Fiction Ruined My Family - Jeanne Darst [29]
Maybe she had to drink so much because all that crying was drying her system out and making her thirsty. The crying was like a Tony Kushner play—it started one night and ended three nights later. “I’m dying! I’m dying, baby!” she’d call out as you were heading out the front door. “Daddy was never around, you know. Never a-round!” There was so much boohooing and theatrics that we did become fairly used to it. “I’m completely alone. ALONE! Did you hear what I said?” she’d wail as Julia and Katharine and I tried to watch a movie. “Yes, we heard you. We heard you. You’re alone. Can you go be alone by yourself somewhere? We can’t hear the movie.”

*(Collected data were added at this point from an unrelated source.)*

//! Client assembly.

use std::sync::Arc;
use std::time::Duration;

use async_trait::async_trait;
use schemasync_loader::{HttpApi, LoaderError, SchemaLoader, SchemaSource};
use schemasync_push::{PushChannel, PushHandler, PushedPatch, SwitchRequest};
use schemasync_rpc::{CommandChannel, Connector, WsConnector};
use schemasync_schema::{InstanceCache, InstanceId, Patch, PatchRecord, SchemaStore};
use schemasync_worker::TaskClass;
use tokio::sync::mpsc;
use tokio::task::JoinHandle;
use tracing::{debug, info, warn};

use crate::config::{ClientConfig, EventTransport};
use crate::pipeline::{EventPipeline, PipelineParts};
use crate::routing::PatchRouter;
use crate::sink::EventSink;
use crate::state::{FileStateStore, InstanceStateStore};
use crate::{PipelineError, Result};

/// Server-side patch log access.
#[async_trait]
pub trait PatchHistory: Send + Sync + 'static {
	/// Patch records of `instance`, oldest first.
	async fn list_patches(&self, instance: &InstanceId) -> Result<Vec<PatchRecord>, LoaderError>;

	/// The patch logged under `patch_id`.
	async fn replay_patch(&self, instance: &InstanceId, patch_id: u64) -> Result<Patch, LoaderError>;
}

#[async_trait]
impl PatchHistory for HttpApi {
	async fn list_patches(&self, instance: &InstanceId) -> Result<Vec<PatchRecord>, LoaderError> {
		HttpApi::list_patches(self, instance).await
	}

	async fn replay_patch(&self, instance: &InstanceId, patch_id: u64) -> Result<Patch, LoaderError> {
		HttpApi::replay_patch(self, instance, patch_id).await
	}
}

/// Backends and settings a [`SyncClient`] is built from.
pub struct ClientParts {
	/// Settings.
	pub config: ClientConfig,
	/// Schema fetching.
	pub source: Arc<dyn SchemaSource>,
	/// Field change destination; the command channel when `None`.
	pub events: Option<Arc<dyn EventSink>>,
	/// Patch log access.
	pub history: Arc<dyn PatchHistory>,
	/// Socket factory for both channels.
	pub connector: Arc<dyn Connector>,
	/// Current instance persistence.
	pub state: Arc<dyn InstanceStateStore>,
}

/// Longest wait for flushed field changes to be delivered on shutdown.
const FIELD_DRAIN_LIMIT: Duration = Duration::from_secs(2);

/// Hands pushed patches to the [`PatchRouter`] and switches to the driver task.
struct PushRouter {
	patches: Arc<PatchRouter>,
	switches: mpsc::UnboundedSender<SwitchRequest>,
}

impl PushHandler for PushRouter {
	fn on_patch(&self, pushed: PushedPatch) {
		self.patches.route(pushed);
	}

	fn on_switch_instance(&self, request: SwitchRequest) {
		if self.switches.send(request).is_err() {
			debug!("push.switch_ignored");
		}
	}
}

/// Schema sync client: store, cache, loader, both channels and the pipeline.
pub struct SyncClient {
	config: ClientConfig,
	store: Arc<SchemaStore>,
	instances: Arc<InstanceCache>,
	loader: Arc<SchemaLoader>,
	commands: CommandChannel,
	push: PushChannel,
	pipeline: EventPipeline,
	history: Arc<dyn PatchHistory>,
	state: Arc<dyn InstanceStateStore>,
	switch_driver: JoinHandle<()>,
}

impl std::fmt::Debug for SyncClient {
	fn fmt(&self, f: &mut std::fmt::Formatter<'_>) -> std::fmt::Result {
		f.debug_struct("SyncClient")
			.field("instance", &self.store.instance_id())
			.field("commands", &self.commands)
			.field("push", &self.push)
			.finish_non_exhaustive()
	}
}

impl SyncClient {
	/// Client talking HTTP and WebSockets to the configured backend, persisting
	/// state under the configured state directory.
	pub fn from_config(config: ClientConfig) -> Result<Self> {
		let api = Arc::new(HttpApi::new(&config.http_base, config.fetch_timeout())?);
		let state = Arc::new(FileStateStore::new(config.resolved_state_dir()));
		let events: Option<Arc<dyn EventSink>> = match config.event_transport {
			EventTransport::Http => Some(api.clone()),
			EventTransport::Command => None,
		};
		Ok(Self::from_parts(ClientParts {
			config,
			source: api.clone(),
			events,
			history: api,
			connector: Arc::new(WsConnector),
			state,
		}))
	}

	/// Client over explicit backends.
	pub fn from_parts(parts: ClientParts) -> Self {
		let ClientParts {
			config,
			source,
			events,
			history,
			connector,
			state,
		} = parts;

		let store = Arc::new(SchemaStore::new());
		let instances = Arc::new(InstanceCache::new());
		let loader = Arc::new(SchemaLoader::with_timing(source, config.schema_ttl(), config.fetch_timeout()));
		let commands = CommandChannel::new(config.command_config(), Arc::clone(&connector));
		let events = events.unwrap_or_else(|| -> Arc<dyn EventSink> { Arc::new(commands.clone()) });

		let patches = Arc::new(PatchRouter::new(Arc::clone(&store), Arc::clone(&instances)));

		let (switch_tx, switch_rx) = mpsc::unbounded_channel();
		let handler = Arc::new(PushRouter {
			patches: Arc::clone(&patches),
			switches: switch_tx,
		});
		let push = PushChannel::new(config.push_config(), connector, handler);

		let pipeline = EventPipeline::new(PipelineParts {
			router: patches,
			loader: Arc::clone(&loader),
			commands: commands.clone(),
			push: push.clone(),
			events,
			state: Arc::clone(&state),
			field_debounce: config.field_debounce(),
		});
		let switch_driver = schemasync_worker::spawn(TaskClass::Interactive, drive_switches(switch_rx, pipeline.clone()));

		Self {
			config,
			store,
			instances,
			loader,
			commands,
			push,
			pipeline,
			history,
			state,
			switch_driver,
		}
	}

	/// Connects the command socket and opens the starting instance.
	///
	/// The starting instance is `instance` if given, else the persisted pointer,
	/// else `default_instance` from the config. A failed command connection is
	/// logged; its supervisor keeps retrying in the background.
	pub async fn start(&self, instance: Option<InstanceId>) -> Result<Option<InstanceId>> {
		if let Err(err) = self.commands.connect().await {
			warn!(error = %err, "client.command_connect_failed");
		}

		let persisted = match self.state.load_current() {
			Ok(persisted) => persisted,
			Err(err) => {
				warn!(error = %err, "client.state_unreadable");
				None
			}
		};
		let Some(start) = instance.or(persisted).or_else(|| self.config.default_instance.clone()) else {
			info!("client.no_start_instance");
			return Ok(None);
		};
		self.pipeline.switch_instance(start.clone(), None).await?;
		Ok(Some(start))
	}

	/// Fetches `patch_id` from the server log of the active instance and applies it.
	pub async fn replay_patch(&self, patch_id: u64) -> Result<Patch> {
		let instance = self.store.instance_id().ok_or(PipelineError::NoActiveInstance)?;
		let patch = self.history.replay_patch(&instance, patch_id).await?;
		self.store.apply_patch(&patch)?;
		info!(instance_id = %instance, patch_id, "client.replayed");
		Ok(patch)
	}

	/// Server patch log of the active instance.
	pub async fn patch_history(&self) -> Result<Vec<PatchRecord>> {
		let instance = self.store.instance_id().ok_or(PipelineError::NoActiveInstance)?;
		Ok(self.history.list_patches(&instance).await?)
	}

	/// Loads `ids` into the instance cache for embedding.
	pub async fn preload(&self, ids: &[InstanceId]) -> schemasync_loader::PreloadReport {
		self.loader.preload_schemas(ids, &self.instances).await
	}

	/// Sends pending field changes, waits briefly for their delivery, then closes
	/// both sockets.
	///
	/// Field changes dispatched afterwards are dropped.
	pub async fn shutdown(&self) {
		let flushed = self.pipeline.close_fields(FIELD_DRAIN_LIMIT).await;
		self.push.close().await;
		self.commands.disconnect();
		self.switch_driver.abort();
		info!(flushed, "client.shutdown");
	}

	/// Settings in use.
	pub fn config(&self) -> &ClientConfig {
		&self.config
	}

	/// Active schema holder.
	pub fn store(&self) -> &Arc<SchemaStore> {
		&self.store
	}

	/// Other instances' schemas.
	pub fn instances(&self) -> &Arc<InstanceCache> {
		&self.instances
	}

	/// Schema loader.
	pub fn loader(&self) -> &Arc<SchemaLoader> {
		&self.loader
	}

	/// Command channel.
	pub fn commands(&self) -> &CommandChannel {
		&self.commands
	}

	/// Push channel.
	pub fn push(&self) -> &PushChannel {
		&self.push
	}

	/// Event pipeline.
	pub fn pipeline(&self) -> &EventPipeline {
		&self.pipeline
	}
}

impl Drop for SyncClient {
	fn drop(&mut self) {
		self.switch_driver.abort();
	}
}

async fn drive_switches(mut requests: mpsc::UnboundedReceiver<SwitchRequest>, pipeline: EventPipeline) {
	while let Some(SwitchRequest { instance_id, schema }) = requests.recv().await {
		if let Err(err) = pipeline.switch_instance(instance_id.clone(), schema).await {
			warn!(%instance_id, error = %err, "client.pushed_switch_failed");
		}
	}
}

#[cfg(test)]
mod tests;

Mom apparently decided to dust herself off and not be so alone, because she now had a friend in Bronxville. This was when things really got out of control. Kitty Lagasse was a drunk and a dress designer whose clothing line was kaput for unknown reasons. Kitty’s husband, a Belgian toy maker, had died of an early heart attack, and so Kitty now supported herself making graduation and prom and cotillion dresses for Bronxville’s junior set out of her house. Her work was inspired. She really did encourage bravery in her clients, her dresses asked you to be something more than you were, and you felt special when she yelled at you in the big, open living room of her small, modern house with the giant sloped glass window. “Stop schlumping your shoulders! For God’s sake! You’re becoming a woman, this is a good thing, throw away those old corduroys, let’s move on! You’re gonna be Ava Gardner just for one night if it kills me! Oh, these girls!” Kitty was the physical opposite of my mother; she was brunette and had a figure like Orson Welles. Kitty and my mother tended to get in a fair bit of trouble. They were like Lucy and Ethel, only completely besotted, coming up with ways to make money. Most of these ideas were never executed but one that did make it out of the barroom was their wine bags. They made beautiful gift bags for wine bottles with leftover fabric from Kitty’s dresses (plaid taffeta and hot pink ribbons at the top). They were really nice and a good idea—there was nothing like them, but the bags never went anywhere.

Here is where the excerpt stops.